┌─ RECORDS FOR THE EXERCISE
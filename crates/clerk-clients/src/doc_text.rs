//! Document text extraction.

use crate::error::{ClientError, status_is_retryable};
use async_trait::async_trait;
use base64::Engine as _;
use base64::engine::general_purpose::STANDARD as BASE64;
use clerk_core::constants::{EXTRACT_TEXT_MAX, HTTP_TIMEOUT_SECS};
use serde_json::{Value, json};
use std::time::Duration;
use tracing::instrument;

/// Turns document bytes into plain text for classification.
#[async_trait]
pub trait TextExtractor: Send + Sync {
    /// Extract text from `bytes`. A document with no extractable text
    /// yields an empty string, not an error.
    async fn extract_text(&self, filename: &str, bytes: &[u8]) -> Result<String, ClientError>;
}

/// Production extractor backed by an HTTP conversion service.
pub struct HttpTextExtractor {
    client: reqwest::Client,
    base_url: String,
    timeout: Duration,
}

impl HttpTextExtractor {
    /// Create an extractor against `base_url` (no trailing slash).
    #[must_use]
    pub fn new(base_url: impl Into<String>) -> Self {
        Self {
            client: reqwest::Client::new(),
            base_url: base_url.into(),
            timeout: Duration::from_secs(HTTP_TIMEOUT_SECS),
        }
    }
}

#[async_trait]
impl TextExtractor for HttpTextExtractor {
    #[instrument(skip(self, bytes), fields(filename, size = bytes.len()))]
    async fn extract_text(&self, filename: &str, bytes: &[u8]) -> Result<String, ClientError> {
        let body = json!({
            "filename": filename,
            "content_b64": BASE64.encode(bytes),
        });
        let resp = self
            .client
            .post(format!("{}/extract", self.base_url))
            .timeout(self.timeout)
            .json(&body)
            .send()
            .await?;

        let status = resp.status().as_u16();
        if !resp.status().is_success() {
            return Err(ClientError::Api {
                status,
                code: None,
                message: format!("text extraction failed for {filename}"),
                retryable: status_is_retryable(status),
            });
        }

        let body: Value = resp.json().await?;
        let text = body["text"].as_str().unwrap_or("");
        Ok(truncate_text(text))
    }
}

/// Cap extracted text at the classification budget, respecting char
/// boundaries.
#[must_use]
pub fn truncate_text(text: &str) -> String {
    text.chars().take(EXTRACT_TEXT_MAX).collect()
}
//! # clerk-clients
//!
//! HTTP collaborators for the Clerk approval-ticket orchestrator.
//!
//! Each collaborator is a trait (so the runtime can be tested against fakes)
//! with one production implementation backed by `reqwest`:
//!
//! - **AI extraction**: [`ai::FieldExtractor`] / [`ai::JsonExtractClient`] —
//!   JSON-mode chat completions with bounded-backoff retry
//! - **Text extraction**: [`doc_text::TextExtractor`] /
//!   [`doc_text::HttpTextExtractor`] — document bytes to plain text
//! - **Document store**: [`doc_store::DocumentStore`] /
//!   [`doc_store::HttpDocumentStore`] — artifact download and upload
//! - **Ticket backend**: [`ticket::TicketBackend`] /
//!   [`ticket::HttpTicketBackend`] — ticket creation and form definitions
//! - **Definition cache**: [`defs::DefinitionCache`] — cached form
//!   definitions with failure-driven invalidation
//!
//! ## Crate Position
//!
//! Depends on `clerk-core`. Depended on by `clerk-runtime`.

#![deny(unsafe_code)]

pub mod ai;
pub mod defs;
pub mod doc_store;
pub mod doc_text;
pub mod error;
pub mod ticket;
└─
Every line in the entries above that mentions the word "bytes" must be shown.

[PROBLEM SOLUTION]:
/// Turns document bytes into plain text for classification.
    /// Extract text from `bytes`. A document with no extractable text
    async fn extract_text(&self, filename: &str, bytes: &[u8]) -> Result<String, ClientError>;
    #[instrument(skip(self, bytes), fields(filename, size = bytes.len()))]
    async fn extract_text(&self, filename: &str, bytes: &[u8]) -> Result<String, ClientError> {
            "content_b64": BASE64.encode(bytes),
//!   [`doc_text::HttpTextExtractor`] — document bytes to plain text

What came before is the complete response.